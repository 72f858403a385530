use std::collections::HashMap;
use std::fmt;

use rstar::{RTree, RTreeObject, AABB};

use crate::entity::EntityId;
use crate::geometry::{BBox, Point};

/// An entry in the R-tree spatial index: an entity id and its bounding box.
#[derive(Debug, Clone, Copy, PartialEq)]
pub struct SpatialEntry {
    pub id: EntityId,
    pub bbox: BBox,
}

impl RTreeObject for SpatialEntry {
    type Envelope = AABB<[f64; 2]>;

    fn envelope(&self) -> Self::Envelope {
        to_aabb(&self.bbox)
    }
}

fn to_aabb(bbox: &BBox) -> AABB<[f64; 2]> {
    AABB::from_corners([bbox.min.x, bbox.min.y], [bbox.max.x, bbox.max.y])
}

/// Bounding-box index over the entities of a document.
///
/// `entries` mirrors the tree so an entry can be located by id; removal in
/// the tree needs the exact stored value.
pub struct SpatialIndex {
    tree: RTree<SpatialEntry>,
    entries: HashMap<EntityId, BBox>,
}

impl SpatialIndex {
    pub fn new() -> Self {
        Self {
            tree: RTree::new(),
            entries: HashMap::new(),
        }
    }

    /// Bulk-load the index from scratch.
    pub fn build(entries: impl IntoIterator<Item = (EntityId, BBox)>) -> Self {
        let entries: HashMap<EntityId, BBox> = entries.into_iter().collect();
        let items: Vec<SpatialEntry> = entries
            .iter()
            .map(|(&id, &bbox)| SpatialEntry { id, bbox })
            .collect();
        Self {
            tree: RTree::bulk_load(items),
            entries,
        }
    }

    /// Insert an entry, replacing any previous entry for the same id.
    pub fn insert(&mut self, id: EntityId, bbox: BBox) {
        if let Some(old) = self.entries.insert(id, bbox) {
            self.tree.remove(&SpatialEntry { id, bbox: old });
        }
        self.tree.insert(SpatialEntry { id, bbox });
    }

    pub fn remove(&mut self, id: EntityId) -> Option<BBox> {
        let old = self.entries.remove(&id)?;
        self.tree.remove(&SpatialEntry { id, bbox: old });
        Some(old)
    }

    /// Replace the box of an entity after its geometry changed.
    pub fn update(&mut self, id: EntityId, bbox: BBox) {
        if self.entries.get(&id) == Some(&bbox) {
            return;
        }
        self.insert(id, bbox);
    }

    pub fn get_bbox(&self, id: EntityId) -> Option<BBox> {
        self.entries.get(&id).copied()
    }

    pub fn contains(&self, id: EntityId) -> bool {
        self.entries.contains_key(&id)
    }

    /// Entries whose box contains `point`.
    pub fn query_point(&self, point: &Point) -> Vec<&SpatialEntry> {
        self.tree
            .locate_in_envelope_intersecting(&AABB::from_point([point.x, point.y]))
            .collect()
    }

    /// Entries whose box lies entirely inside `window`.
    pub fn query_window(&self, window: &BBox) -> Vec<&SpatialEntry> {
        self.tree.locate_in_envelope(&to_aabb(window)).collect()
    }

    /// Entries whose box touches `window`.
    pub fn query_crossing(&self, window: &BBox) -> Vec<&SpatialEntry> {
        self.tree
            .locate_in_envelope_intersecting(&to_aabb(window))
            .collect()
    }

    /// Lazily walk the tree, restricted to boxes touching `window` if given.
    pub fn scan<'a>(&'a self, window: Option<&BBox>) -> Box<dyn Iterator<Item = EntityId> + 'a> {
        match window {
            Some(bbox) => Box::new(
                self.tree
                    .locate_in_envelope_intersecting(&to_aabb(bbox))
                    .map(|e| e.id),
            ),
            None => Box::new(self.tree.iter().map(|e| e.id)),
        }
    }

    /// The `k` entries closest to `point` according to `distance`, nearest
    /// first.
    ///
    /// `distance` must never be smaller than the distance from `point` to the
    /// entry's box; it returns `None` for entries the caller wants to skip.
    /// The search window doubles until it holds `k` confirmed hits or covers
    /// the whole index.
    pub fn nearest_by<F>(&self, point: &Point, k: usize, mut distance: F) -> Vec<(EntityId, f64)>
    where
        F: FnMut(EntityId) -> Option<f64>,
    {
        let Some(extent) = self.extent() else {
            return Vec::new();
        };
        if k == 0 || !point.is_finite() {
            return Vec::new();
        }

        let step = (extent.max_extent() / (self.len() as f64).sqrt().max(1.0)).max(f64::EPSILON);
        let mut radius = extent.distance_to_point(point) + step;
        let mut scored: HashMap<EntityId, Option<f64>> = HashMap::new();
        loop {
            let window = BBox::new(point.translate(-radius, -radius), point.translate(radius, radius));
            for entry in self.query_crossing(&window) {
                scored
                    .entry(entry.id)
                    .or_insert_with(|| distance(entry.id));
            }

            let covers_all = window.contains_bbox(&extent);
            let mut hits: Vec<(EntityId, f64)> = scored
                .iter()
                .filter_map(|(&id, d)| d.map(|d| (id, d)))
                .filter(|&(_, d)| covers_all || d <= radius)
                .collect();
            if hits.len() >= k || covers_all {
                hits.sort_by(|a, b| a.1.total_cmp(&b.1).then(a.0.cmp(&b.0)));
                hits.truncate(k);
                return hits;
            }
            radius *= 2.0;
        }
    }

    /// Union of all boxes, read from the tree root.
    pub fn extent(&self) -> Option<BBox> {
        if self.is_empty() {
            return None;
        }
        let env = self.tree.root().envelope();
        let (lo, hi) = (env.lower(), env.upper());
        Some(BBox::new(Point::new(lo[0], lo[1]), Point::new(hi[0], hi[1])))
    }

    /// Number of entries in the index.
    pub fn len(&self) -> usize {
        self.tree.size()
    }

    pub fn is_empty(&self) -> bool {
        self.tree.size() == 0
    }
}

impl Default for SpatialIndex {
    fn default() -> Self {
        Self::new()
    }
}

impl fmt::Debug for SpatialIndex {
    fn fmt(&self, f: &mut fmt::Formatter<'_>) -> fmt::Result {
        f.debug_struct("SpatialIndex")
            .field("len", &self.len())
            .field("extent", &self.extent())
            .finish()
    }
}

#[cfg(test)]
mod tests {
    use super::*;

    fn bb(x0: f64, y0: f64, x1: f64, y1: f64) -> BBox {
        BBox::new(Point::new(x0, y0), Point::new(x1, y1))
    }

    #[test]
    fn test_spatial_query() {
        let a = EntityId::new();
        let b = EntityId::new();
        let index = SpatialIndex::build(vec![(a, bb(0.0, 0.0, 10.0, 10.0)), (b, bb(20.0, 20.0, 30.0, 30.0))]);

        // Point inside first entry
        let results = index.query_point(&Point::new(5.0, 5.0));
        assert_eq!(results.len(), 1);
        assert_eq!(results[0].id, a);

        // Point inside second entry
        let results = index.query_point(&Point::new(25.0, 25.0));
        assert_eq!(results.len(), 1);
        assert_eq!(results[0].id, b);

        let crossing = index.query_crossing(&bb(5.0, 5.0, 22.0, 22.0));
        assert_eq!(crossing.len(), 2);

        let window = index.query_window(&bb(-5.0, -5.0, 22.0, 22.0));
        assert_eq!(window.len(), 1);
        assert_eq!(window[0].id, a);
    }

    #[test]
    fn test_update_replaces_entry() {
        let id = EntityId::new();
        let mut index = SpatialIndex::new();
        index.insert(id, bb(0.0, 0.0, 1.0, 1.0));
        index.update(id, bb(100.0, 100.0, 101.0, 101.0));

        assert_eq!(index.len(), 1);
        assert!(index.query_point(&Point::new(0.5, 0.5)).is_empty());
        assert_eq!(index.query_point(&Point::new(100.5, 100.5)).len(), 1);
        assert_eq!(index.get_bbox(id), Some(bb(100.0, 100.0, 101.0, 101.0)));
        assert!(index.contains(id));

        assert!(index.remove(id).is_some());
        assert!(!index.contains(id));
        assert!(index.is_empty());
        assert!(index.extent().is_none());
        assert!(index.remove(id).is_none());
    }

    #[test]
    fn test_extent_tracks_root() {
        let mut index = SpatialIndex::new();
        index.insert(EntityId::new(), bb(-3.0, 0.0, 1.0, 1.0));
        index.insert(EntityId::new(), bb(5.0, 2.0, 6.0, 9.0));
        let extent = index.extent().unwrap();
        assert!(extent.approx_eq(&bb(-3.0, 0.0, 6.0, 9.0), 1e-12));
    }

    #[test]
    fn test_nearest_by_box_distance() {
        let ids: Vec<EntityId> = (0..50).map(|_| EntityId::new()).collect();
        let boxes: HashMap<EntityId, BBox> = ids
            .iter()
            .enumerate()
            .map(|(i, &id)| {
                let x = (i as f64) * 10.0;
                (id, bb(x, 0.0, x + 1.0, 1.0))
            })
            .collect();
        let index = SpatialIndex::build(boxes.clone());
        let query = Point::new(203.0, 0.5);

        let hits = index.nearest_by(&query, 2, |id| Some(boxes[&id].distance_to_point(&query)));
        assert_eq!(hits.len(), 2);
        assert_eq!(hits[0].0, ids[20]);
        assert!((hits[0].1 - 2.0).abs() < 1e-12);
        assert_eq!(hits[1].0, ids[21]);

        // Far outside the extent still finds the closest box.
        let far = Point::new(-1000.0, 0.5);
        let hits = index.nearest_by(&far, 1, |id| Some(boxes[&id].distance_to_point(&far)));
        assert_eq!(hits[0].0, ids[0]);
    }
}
* * *
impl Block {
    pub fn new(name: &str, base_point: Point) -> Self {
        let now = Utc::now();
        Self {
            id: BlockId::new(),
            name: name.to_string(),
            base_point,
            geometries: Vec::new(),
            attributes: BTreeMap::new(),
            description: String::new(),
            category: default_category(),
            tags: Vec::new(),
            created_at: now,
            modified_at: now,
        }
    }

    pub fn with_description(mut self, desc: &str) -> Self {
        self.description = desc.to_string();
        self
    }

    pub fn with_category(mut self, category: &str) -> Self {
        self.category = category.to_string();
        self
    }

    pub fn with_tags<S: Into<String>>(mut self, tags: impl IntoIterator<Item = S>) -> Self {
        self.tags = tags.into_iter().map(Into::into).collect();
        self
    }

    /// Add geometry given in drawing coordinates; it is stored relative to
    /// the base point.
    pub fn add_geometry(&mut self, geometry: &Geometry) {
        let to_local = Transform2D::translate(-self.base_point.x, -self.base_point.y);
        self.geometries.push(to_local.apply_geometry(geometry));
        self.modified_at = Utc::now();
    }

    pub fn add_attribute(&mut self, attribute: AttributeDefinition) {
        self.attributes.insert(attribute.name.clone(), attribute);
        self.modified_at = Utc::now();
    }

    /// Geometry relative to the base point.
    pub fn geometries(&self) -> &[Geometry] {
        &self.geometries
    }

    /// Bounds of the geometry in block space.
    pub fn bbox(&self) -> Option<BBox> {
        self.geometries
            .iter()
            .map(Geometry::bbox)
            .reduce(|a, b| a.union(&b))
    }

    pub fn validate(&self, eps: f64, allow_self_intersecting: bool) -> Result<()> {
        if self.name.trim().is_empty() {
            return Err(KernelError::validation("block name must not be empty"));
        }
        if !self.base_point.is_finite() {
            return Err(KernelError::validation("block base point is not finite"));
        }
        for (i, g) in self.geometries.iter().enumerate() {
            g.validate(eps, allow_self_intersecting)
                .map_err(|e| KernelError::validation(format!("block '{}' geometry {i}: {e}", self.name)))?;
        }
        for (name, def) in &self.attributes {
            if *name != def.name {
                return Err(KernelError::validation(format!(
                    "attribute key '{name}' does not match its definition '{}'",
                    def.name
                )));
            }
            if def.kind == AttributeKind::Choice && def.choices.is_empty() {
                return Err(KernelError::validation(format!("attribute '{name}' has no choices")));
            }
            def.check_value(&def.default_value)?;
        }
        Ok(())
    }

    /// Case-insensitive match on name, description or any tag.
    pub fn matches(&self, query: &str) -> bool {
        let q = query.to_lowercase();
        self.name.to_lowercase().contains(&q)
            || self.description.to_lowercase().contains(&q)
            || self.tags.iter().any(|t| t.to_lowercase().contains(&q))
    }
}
==
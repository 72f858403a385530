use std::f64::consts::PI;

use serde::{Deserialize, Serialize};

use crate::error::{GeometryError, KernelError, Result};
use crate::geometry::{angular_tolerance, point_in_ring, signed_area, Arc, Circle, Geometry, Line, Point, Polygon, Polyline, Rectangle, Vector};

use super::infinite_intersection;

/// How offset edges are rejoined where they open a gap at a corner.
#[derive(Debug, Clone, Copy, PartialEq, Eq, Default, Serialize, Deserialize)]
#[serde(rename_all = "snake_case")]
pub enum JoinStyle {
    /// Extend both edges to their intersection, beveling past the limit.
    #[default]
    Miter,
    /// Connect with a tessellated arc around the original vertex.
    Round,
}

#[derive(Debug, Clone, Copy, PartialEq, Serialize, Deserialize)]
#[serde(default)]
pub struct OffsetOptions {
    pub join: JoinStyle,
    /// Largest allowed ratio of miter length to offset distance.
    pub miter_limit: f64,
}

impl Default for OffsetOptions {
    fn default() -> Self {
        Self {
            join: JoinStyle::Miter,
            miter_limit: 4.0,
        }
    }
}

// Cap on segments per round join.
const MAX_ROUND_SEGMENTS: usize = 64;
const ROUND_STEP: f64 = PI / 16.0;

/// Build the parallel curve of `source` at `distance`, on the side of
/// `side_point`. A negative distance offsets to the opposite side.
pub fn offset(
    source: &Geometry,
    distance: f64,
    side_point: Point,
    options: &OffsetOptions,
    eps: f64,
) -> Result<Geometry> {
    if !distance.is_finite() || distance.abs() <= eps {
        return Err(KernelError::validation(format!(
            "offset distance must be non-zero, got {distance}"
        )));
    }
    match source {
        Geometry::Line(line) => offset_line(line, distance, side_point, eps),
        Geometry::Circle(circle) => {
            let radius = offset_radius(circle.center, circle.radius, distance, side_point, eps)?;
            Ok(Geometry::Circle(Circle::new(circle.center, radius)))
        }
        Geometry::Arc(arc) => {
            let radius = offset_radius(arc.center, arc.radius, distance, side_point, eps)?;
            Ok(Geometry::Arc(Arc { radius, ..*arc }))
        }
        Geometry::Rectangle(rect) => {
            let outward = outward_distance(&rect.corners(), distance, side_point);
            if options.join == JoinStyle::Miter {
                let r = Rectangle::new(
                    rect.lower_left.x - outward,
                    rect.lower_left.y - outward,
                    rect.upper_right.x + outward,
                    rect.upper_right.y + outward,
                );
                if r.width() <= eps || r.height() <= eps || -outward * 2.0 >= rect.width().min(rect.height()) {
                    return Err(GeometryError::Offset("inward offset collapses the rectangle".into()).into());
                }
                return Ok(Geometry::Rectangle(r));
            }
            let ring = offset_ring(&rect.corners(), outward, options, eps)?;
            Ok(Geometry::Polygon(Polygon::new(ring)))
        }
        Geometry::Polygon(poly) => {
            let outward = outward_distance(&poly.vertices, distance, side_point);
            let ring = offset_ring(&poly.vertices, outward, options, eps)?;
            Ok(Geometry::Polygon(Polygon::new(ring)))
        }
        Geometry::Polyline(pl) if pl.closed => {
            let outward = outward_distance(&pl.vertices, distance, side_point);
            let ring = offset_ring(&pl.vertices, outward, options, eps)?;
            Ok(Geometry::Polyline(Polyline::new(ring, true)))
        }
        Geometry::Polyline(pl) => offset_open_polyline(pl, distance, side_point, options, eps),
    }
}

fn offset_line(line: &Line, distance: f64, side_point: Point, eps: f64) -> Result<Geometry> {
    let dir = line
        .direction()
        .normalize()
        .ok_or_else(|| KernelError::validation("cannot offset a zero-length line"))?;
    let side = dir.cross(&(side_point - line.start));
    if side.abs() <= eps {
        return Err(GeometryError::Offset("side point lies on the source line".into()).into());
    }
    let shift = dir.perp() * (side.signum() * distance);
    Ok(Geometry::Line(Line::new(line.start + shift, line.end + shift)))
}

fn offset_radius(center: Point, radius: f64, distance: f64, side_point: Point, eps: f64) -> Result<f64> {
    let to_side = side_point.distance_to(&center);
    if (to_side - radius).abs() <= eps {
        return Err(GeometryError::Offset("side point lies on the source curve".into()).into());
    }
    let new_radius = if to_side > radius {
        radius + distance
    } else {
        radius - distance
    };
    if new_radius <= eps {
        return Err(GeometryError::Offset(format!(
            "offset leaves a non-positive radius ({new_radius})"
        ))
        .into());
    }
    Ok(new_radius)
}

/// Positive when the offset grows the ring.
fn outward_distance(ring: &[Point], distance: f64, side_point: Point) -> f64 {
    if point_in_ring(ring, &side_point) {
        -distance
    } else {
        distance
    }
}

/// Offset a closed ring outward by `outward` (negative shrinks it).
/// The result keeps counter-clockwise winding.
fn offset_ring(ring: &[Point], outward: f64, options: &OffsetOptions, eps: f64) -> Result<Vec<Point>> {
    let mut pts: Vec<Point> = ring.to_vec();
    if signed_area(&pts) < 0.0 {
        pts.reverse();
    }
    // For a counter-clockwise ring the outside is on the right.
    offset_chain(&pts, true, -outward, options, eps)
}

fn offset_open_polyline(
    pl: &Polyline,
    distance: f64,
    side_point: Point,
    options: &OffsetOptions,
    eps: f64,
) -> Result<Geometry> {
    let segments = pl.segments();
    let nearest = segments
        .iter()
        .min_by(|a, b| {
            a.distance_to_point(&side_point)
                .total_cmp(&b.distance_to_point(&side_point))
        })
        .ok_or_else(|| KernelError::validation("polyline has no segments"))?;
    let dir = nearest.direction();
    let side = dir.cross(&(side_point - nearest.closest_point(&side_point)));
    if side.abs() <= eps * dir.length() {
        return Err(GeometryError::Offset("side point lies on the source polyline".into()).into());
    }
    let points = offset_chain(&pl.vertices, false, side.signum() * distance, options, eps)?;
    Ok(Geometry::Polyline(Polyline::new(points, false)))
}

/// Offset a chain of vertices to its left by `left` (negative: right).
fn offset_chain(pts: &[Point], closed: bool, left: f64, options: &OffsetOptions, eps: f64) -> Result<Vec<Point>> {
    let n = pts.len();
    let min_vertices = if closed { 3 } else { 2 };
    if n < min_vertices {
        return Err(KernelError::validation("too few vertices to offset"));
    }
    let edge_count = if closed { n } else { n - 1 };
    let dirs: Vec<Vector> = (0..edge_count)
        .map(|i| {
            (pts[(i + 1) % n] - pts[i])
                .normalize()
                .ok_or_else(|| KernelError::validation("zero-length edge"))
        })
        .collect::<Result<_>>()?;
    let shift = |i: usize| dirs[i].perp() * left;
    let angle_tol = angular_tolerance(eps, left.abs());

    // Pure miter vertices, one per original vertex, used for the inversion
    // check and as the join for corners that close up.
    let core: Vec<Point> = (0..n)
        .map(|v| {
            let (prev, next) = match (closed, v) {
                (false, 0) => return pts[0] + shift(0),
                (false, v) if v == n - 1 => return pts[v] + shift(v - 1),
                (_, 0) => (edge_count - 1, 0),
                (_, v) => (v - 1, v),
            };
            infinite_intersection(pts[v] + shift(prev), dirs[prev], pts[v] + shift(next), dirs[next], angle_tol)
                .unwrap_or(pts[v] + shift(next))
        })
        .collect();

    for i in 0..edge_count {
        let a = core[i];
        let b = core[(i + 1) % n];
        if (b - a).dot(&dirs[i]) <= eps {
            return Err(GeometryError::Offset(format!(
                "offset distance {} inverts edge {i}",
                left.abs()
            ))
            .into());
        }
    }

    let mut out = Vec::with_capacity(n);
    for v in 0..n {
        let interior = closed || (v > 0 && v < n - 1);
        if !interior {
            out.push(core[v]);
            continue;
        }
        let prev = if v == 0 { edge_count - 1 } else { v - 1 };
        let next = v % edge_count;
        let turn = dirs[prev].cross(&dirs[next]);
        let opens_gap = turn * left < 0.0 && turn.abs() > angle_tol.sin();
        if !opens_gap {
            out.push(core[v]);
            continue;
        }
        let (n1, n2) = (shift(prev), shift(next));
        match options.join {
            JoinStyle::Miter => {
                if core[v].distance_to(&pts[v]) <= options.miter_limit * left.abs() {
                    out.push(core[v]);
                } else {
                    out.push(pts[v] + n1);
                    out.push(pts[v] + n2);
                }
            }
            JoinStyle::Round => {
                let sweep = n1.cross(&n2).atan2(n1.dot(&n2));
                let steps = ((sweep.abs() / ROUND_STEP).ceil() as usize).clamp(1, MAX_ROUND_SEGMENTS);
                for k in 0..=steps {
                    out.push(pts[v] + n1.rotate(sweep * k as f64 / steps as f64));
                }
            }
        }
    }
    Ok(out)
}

# [WHAT THE EXERCISE ASKS]
Search the material above for the word "true", and return each line that holds it.

# [TASK RESULT]
            Ok(Geometry::Polyline(Polyline::new(ring, true)))
    offset_chain(&pts, true, -outward, options, eps)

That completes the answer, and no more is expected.